On average, Americans die sooner and experience higher rates of disease and injury than people in other high-income countries, says a new report from the National Research Council and Institute of Medicine. The report finds that this health disadvantage exists at all ages from birth to age 75 and that even advantaged Americans—those who have health insurance, college educations, higher incomes, and healthy behaviors—appear to be sicker than their peers in other rich nations.

The report is the first comprehensive look at multiple diseases, injuries, and behaviors across the entire life span, comparing the United States with 16 peer nations—affluent democracies that include Australia, Canada, Japan, and many western European countries. Among these countries, the U.S. is at or near the bottom in nine key areas of health: infant mortality and low birth weight; injuries and homicides; teenage pregnancies and sexually transmitted infections; prevalence of HIV and AIDS; drug-related deaths; obesity and diabetes; heart disease; chronic lung disease; and disability.

Many of these health conditions disproportionately affect children and adolescents, the report says. For decades, the U.S. has had the highest infant mortality rate of any high-income country, and it also ranks poorly on premature birth and the proportion of children who live to age 5. U.S. adolescents have higher rates of death from traffic accidents and homicide, the highest rates of teenage pregnancy, and are more likely to acquire sexually transmitted infections. Nearly two-thirds of the difference in life expectancy between males in the U.S. and these other countries can be attributed to deaths before age 50.

Steven H. Woolf, professor of family medicine at Virginia Commonwealth University in Richmond and chair of the panel that wrote the report, commented that “Americans are dying and suffering at rates that we know are unnecessary because people in other high-income countries are living longer lives and enjoying better health. What concerns our panel is why, for decades, we have been slipping behind.”

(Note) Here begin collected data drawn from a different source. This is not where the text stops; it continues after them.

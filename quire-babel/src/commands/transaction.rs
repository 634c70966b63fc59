//! Transactions: ordered edit steps applied atomically
//!
//! Each step addresses the document as it is after the previous steps. The
//! steps run against a clone of the document; the result is validated once at
//! the end, so intermediate states may break content constraints but a
//! finished transaction never does.

use crate::model::{Node, ResolvedPos, TextSelection};
use crate::schema::content::merge_text;
use crate::schema::{self, SchemaError};
use thiserror::Error;

#[derive(Debug, Clone, PartialEq, Error)]
pub enum EditError {
    #[error("position {pos} is outside the document (size {size})")]
    OutOfRange { pos: usize, size: usize },
    #[error("range {from}..{to} is inverted")]
    InvertedRange { from: usize, to: usize },
    #[error("range {from}..{to} does not stay within one parent")]
    CrossesParents { from: usize, to: usize },
    #[error("position {pos} cuts through a {node}")]
    NotABoundary { pos: usize, node: String },
    #[error("result violates the schema: {0}")]
    Schema(#[from] SchemaError),
}

/// One edit.
#[derive(Debug, Clone, PartialEq)]
pub enum Step {
    /// Remove everything between two positions in the same parent.
    Delete { from: usize, to: usize },
    /// Insert nodes at a position.
    Insert { pos: usize, content: Vec<Node> },
    /// Replace the selection.
    SetSelection(TextSelection),
    /// Put a cursor at the valid text position closest to `pos`.
    SelectNear(usize),
}

/// An ordered list of steps.
#[derive(Debug, Clone, Default, PartialEq)]
pub struct Transaction {
    steps: Vec<Step>,
}

impl Transaction {
    pub fn new() -> Self {
        Self::default()
    }

    pub fn delete(mut self, from: usize, to: usize) -> Self {
        self.steps.push(Step::Delete { from, to });
        self
    }

    pub fn insert(mut self, pos: usize, content: Vec<Node>) -> Self {
        self.steps.push(Step::Insert { pos, content });
        self
    }

    pub fn set_selection(mut self, selection: TextSelection) -> Self {
        self.steps.push(Step::SetSelection(selection));
        self
    }

    pub fn select_near(mut self, pos: usize) -> Self {
        self.steps.push(Step::SelectNear(pos));
        self
    }

    pub fn steps(&self) -> &[Step] {
        &self.steps
    }

    pub fn is_empty(&self) -> bool {
        self.steps.is_empty()
    }

    /// Apply every step to a copy of `doc`, mapping `selection` along.
    ///
    /// On error the inputs are untouched and nothing is returned.
    pub fn apply(
        &self,
        doc: &Node,
        selection: TextSelection,
    ) -> Result<(Node, TextSelection), EditError> {
        let mut doc = doc.clone();
        let mut selection = selection;

        for step in &self.steps {
            match step {
                Step::Delete { from, to } => {
                    replace(&mut doc, *from, *to, Vec::new())?;
                    selection = map_selection(selection, |p| map_delete(p, *from, *to));
                }
                Step::Insert { pos, content } => {
                    let size: usize = content.iter().map(Node::node_size).sum();
                    replace(&mut doc, *pos, *pos, content.clone())?;
                    selection = map_selection(selection, |p| if p >= *pos { p + size } else { p });
                }
                Step::SetSelection(next) => {
                    check_range(&doc, next.to())?;
                    selection = *next;
                }
                Step::SelectNear(pos) => {
                    check_range(&doc, *pos)?;
                    selection = TextSelection::near(&doc, *pos);
                }
            }
        }

        schema::validate(&doc)?;
        Ok((doc, selection))
    }
}

fn map_selection(selection: TextSelection, map: impl Fn(usize) -> usize) -> TextSelection {
    TextSelection::new(map(selection.anchor), map(selection.head))
}

fn map_delete(pos: usize, from: usize, to: usize) -> usize {
    if pos <= from {
        pos
    } else if pos >= to {
        pos - (to - from)
    } else {
        from
    }
}

fn check_range(doc: &Node, pos: usize) -> Result<(), EditError> {
    let size = doc.content_size();
    if pos > size {
        Err(EditError::OutOfRange { pos, size })
    } else {
        Ok(())
    }
}

/// Replace `from..to` with `content`. Both ends must share their parent.
fn replace(doc: &mut Node, from: usize, to: usize, content: Vec<Node>) -> Result<(), EditError> {
    if from > to {
        return Err(EditError::InvertedRange { from, to });
    }
    let size = doc.content_size();
    let start = ResolvedPos::resolve(doc, from).ok_or(EditError::OutOfRange { pos: from, size })?;
    let end = ResolvedPos::resolve(doc, to).ok_or(EditError::OutOfRange { pos: to, size })?;

    let depth = start.depth();
    if end.depth() != depth || start.path(depth) != end.path(depth) {
        return Err(EditError::CrossesParents { from, to });
    }
    let path = start.path(depth);
    let (start_offset, end_offset) = (start.parent_offset, end.parent_offset);

    let parent = doc
        .descendant_mut(&path)
        .ok_or(EditError::CrossesParents { from, to })?;
    let children = std::mem::take(&mut parent.content);
    let (head, rest) = split_at(children, start_offset, from)?;
    let (_, tail) = split_at(rest, end_offset - start_offset, to)?;

    let mut joined = head;
    joined.extend(content);
    joined.extend(tail);
    parent.content = merge_text(joined);
    Ok(())
}

/// Split a content list at an offset; offsets inside text split the text.
fn split_at(
    children: Vec<Node>,
    offset: usize,
    pos_for_error: usize,
) -> Result<(Vec<Node>, Vec<Node>), EditError> {
    let mut head = Vec::new();
    let mut tail = Vec::new();
    let mut pos = 0;
    for child in children {
        let size = child.node_size();
        if pos >= offset {
            tail.push(child);
        } else if pos + size <= offset {
            head.push(child);
        } else if !child.is_text() {
            return Err(EditError::NotABoundary {
                pos: pos_for_error,
                node: child.node_type.name().to_string(),
            });
        } else {
            let at = offset - pos;
            let chars: Vec<char> = child.text_str().chars().collect();
            let left: String = chars[..at].iter().collect();
            let right: String = chars[at..].iter().collect();
            head.push(Node {
                text: Some(left),
                ..child.clone()
            });
            tail.push(Node {
                text: Some(right),
                ..child
            });
        }
        pos += size;
    }
    Ok((head, tail))
}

These findings build on a 2011 Research Council report that documented a growing mortality gap among Americans over age 50. The panel did find that the U.S. outperforms its peers in some areas of health and health-related behavior. People in the U.S. over age 75 live longer, and Americans have lower death rates from stroke and cancer, better control of blood pressure and cholesterol levels, and lower rates of smoking.

Nonetheless, the health disadvantage exists even though the U.S. spends more per capita on health care than any other nation. Although documented flaws in the health care system may contribute to poorer health, the panel concluded that many factors are responsible for the nation's health disadvantage.

The report recommends an intensified effort to pursue established national health objectives. It calls for a comprehensive outreach campaign to alert the American public about the U.S. health disadvantage and to stimulate a national discussion about its implications. In parallel, it recommends data collection and research to better understand the factors responsible for the U.S. disadvantage and potential solutions, including lessons that can be learned from other countries.

The study was sponsored by the National Institutes of Health and U.S. Department of Health and Human Services.